//! Document access tokens.
//!
//! Two token classes share one claim shape (a registered `exp` only):
//!
//! - **Admin tokens** are signed with the process-wide secret and open every
//!   documentation.
//! - **Visitor tokens** are signed with one documentation's own secret, so a
//!   visitor token verifies only against that documentation.
//!
//! Tokens are HS256 JWTs. Validation pins the algorithm: a token whose header
//! names any other algorithm is rejected even if it is otherwise well formed.
//!
//! # Example
//!
//! ```
//! use quire_token::{DEFAULT_TTL_HOURS, TokenError, issue_visitor_token, validate};
//!
//! let issued = issue_visitor_token("doc-secret", DEFAULT_TTL_HOURS).unwrap();
//! assert!(validate(&issued.token, "doc-secret").is_ok());
//! assert!(matches!(
//!     validate(&issued.token, "other-secret"),
//!     Err(TokenError::Invalid(_))
//! ));
//! ```

use jsonwebtoken::errors::ErrorKind;
use jsonwebtoken::{Algorithm, DecodingKey, EncodingKey, Header, Validation, decode, encode};
use serde::{Deserialize, Serialize};

/// Default token lifetime used for cookies: seven days.
pub const DEFAULT_TTL_HOURS: u64 = 7 * 24;

const ALGORITHM: Algorithm = Algorithm::HS256;

/// Claims carried by admin and visitor tokens.
#[derive(Clone, Debug, PartialEq, Eq, Serialize, Deserialize)]
pub struct DocumentClaims {
    /// Expiry as seconds since the Unix epoch.
    pub exp: u64,
}

/// A freshly signed token.
#[derive(Clone, Debug, PartialEq, Eq)]
pub struct IssuedToken {
    /// Encoded JWT.
    pub token: String,
    /// Expiry as seconds since the Unix epoch.
    pub expires_at: u64,
}

/// Token errors.
#[derive(Debug, thiserror::Error)]
pub enum TokenError {
    /// Bad signature, malformed token, wrong algorithm or unusable secret.
    #[error("Invalid token: {0}")]
    Invalid(String),

    /// Signature verified but the token is past its expiry.
    #[error("Token expired")]
    Expired,

    /// Signing failed.
    #[error("Failed to sign token: {0}")]
    Signing(String),
}

impl From<jsonwebtoken::errors::Error> for TokenError {
    fn from(err: jsonwebtoken::errors::Error) -> Self {
        match err.kind() {
            ErrorKind::ExpiredSignature => Self::Expired,
            _ => Self::Invalid(err.to_string()),
        }
    }
}

/// Issue a token valid for every documentation.
pub fn issue_admin_token(global_secret: &str, ttl_hours: u64) -> Result<IssuedToken, TokenError> {
    issue_until(global_secret, expiry_after(ttl_hours))
}

/// Issue a token valid for the documentation owning `doc_secret`.
pub fn issue_visitor_token(doc_secret: &str, ttl_hours: u64) -> Result<IssuedToken, TokenError> {
    issue_until(doc_secret, expiry_after(ttl_hours))
}

/// Issue a token with an explicit expiry timestamp.
pub fn issue_until(secret: &str, expires_at: u64) -> Result<IssuedToken, TokenError> {
    if secret.is_empty() {
        return Err(TokenError::Signing("secret is empty".to_owned()));
    }

    let claims = DocumentClaims { exp: expires_at };
    let key = EncodingKey::from_secret(secret.as_bytes());
    let token = encode(&Header::new(ALGORITHM), &claims, &key)
        .map_err(|e| TokenError::Signing(e.to_string()))?;

    Ok(IssuedToken {
        token,
        expires_at,
    })
}

/// Verify a token's signature against `secret` and check its expiry.
///
/// An empty secret never validates anything.
pub fn validate(token: &str, secret: &str) -> Result<DocumentClaims, TokenError> {
    if secret.is_empty() {
        return Err(TokenError::Invalid("secret is empty".to_owned()));
    }

    let mut validation = Validation::new(ALGORITHM);
    validation.leeway = 0;
    validation.validate_exp = true;
    validation.set_required_spec_claims(&["exp"]);

    let key = DecodingKey::from_secret(secret.as_bytes());
    let data = decode::<DocumentClaims>(token, &key, &validation)?;
    Ok(data.claims)
}

/// Current time as seconds since the Unix epoch.
pub fn now() -> u64 {
    jsonwebtoken::get_current_timestamp()
}

fn expiry_after(ttl_hours: u64) -> u64 {
    now().saturating_add(ttl_hours.saturating_mul(3600))
}

#[cfg(test)]
mod tests {
    use pretty_assertions::assert_eq;

    use super::*;

    #[test]
    fn test_visitor_token_roundtrip() {
        let issued = issue_visitor_token("S", DEFAULT_TTL_HOURS).unwrap();

        let claims = validate(&issued.token, "S").unwrap();
        assert_eq!(claims.exp, issued.expires_at);
    }

    #[test]
    fn test_ttl_is_honoured() {
        let before = now();
        let issued = issue_admin_token("global", 2).unwrap();

        assert!(issued.expires_at >= before + 2 * 3600);
        assert!(issued.expires_at <= now() + 2 * 3600);
    }

    #[test]
    fn test_default_ttl_is_one_week() {
        assert_eq!(DEFAULT_TTL_HOURS, 168);
    }

    #[test]
    fn test_secret_scope_isolation() {
        let secrets = ["doc-a", "doc-b", "doc-c"];
        for signer in secrets {
            let issued = issue_visitor_token(signer, 1).unwrap();
            for checker in secrets.iter().filter(|s| **s != signer) {
                assert!(
                    matches!(validate(&issued.token, checker), Err(TokenError::Invalid(_))),
                    "token signed with {signer} must not verify with {checker}"
                );
            }
        }
    }

    #[test]
    fn test_expired_token() {
        let issued = issue_until("S", now() - 60).unwrap();

        assert!(matches!(validate(&issued.token, "S"), Err(TokenError::Expired)));
    }

    #[test]
    fn test_expired_token_with_wrong_secret_is_invalid() {
        let issued = issue_until("S", now() - 60).unwrap();

        assert!(matches!(
            validate(&issued.token, "T"),
            Err(TokenError::Invalid(_))
        ));
    }

    #[test]
    fn test_malformed_token() {
        assert!(matches!(
            validate("invalid.token.here", "S"),
            Err(TokenError::Invalid(_))
        ));
        assert!(matches!(validate("", "S"), Err(TokenError::Invalid(_))));
    }

    #[test]
    fn test_other_hmac_algorithm_rejected() {
        let claims = DocumentClaims { exp: now() + 3600 };
        let key = EncodingKey::from_secret(b"S");
        for alg in [Algorithm::HS384, Algorithm::HS512] {
            let token = encode(&Header::new(alg), &claims, &key).unwrap();
            assert!(
                matches!(validate(&token, "S"), Err(TokenError::Invalid(_))),
                "{alg:?} token must be rejected"
            );
        }
    }

    #[test]
    fn test_token_without_expiry_rejected() {
        #[derive(Serialize)]
        struct NoExp {
            sub: String,
        }
        let key = EncodingKey::from_secret(b"S");
        let token = encode(
            &Header::new(Algorithm::HS256),
            &NoExp {
                sub: "someone".to_owned(),
            },
            &key,
        )
        .unwrap();

        assert!(matches!(validate(&token, "S"), Err(TokenError::Invalid(_))));
    }

    #[test]
    fn test_empty_secret_rejected() {
        assert!(matches!(
            issue_visitor_token("", 1),
            Err(TokenError::Signing(_))
        ));

        let issued = issue_visitor_token("S", 1).unwrap();
        assert!(matches!(
            validate(&issued.token, ""),
            Err(TokenError::Invalid(_))
        ));
    }
}
//! `quire check` command implementation.

use std::path::PathBuf;

use clap::Args;
use quire_build::{StartupReport, startup_check};
use quire_config::Config;

use super::registry_from_config;
use crate::error::CliError;
use crate::output::Output;

/// Arguments for the check command.
#[derive(Args)]
pub(crate) struct CheckArgs {
    /// Path to configuration file (default: auto-discover quire.toml).
    #[arg(short, long)]
    config: Option<PathBuf>,

    /// Enable debug logging.
    #[arg(short, long)]
    verbose: bool,
}

impl CheckArgs {
    /// Execute the check command.
    ///
    /// # Errors
    ///
    /// Returns an error if configuration fails or any documentation lacks a
    /// servable build.
    pub(crate) fn execute(self) -> Result<(), CliError> {
        let config = Config::load(self.config.as_deref(), None)?;
        crate::init_tracing(self.verbose, &config.server.log_level);

        let registry = registry_from_config(&config);
        let report = startup_check(&registry)?;
        print_report(&report);

        if report.is_healthy() {
            Ok(())
        } else {
            Err(CliError::Validation(format!(
                "{} documentation(s) cannot be served",
                unservable(&report)
            )))
        }
    }
}

fn unservable(report: &StartupReport) -> usize {
    report.missing_build.len() + report.missing_index.len()
}

fn print_report(report: &StartupReport) {
    let output = Output::new();
    output.highlight("Build check");
    output.success(&format!("Ready: {}", ids(&report.ready)));
    if !report.missing_build.is_empty() {
        output.warning(&format!("Missing build/: {}", ids(&report.missing_build)));
    }
    if !report.missing_index.is_empty() {
        output.warning(&format!(
            "Missing build/index.html: {}",
            ids(&report.missing_index)
        ));
    }
}

fn ids(ids: &[u32]) -> String {
    if ids.is_empty() {
        return "none".to_owned();
    }
    ids.iter()
        .map(u32::to_string)
        .collect::<Vec<_>>()
        .join(", ")
}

§ Exercise: Using the data above, reproduce exactly the lines from the line that contains "use std::path::PathBuf;" through the line that contains "pub(crate) struct CheckArgs", including both.

§ Completed task:
use std::path::PathBuf;

use clap::Args;
use quire_build::{StartupReport, startup_check};
use quire_config::Config;

use super::registry_from_config;
use crate::error::CliError;
use crate::output::Output;

/// Arguments for the check command.
#[derive(Args)]
pub(crate) struct CheckArgs {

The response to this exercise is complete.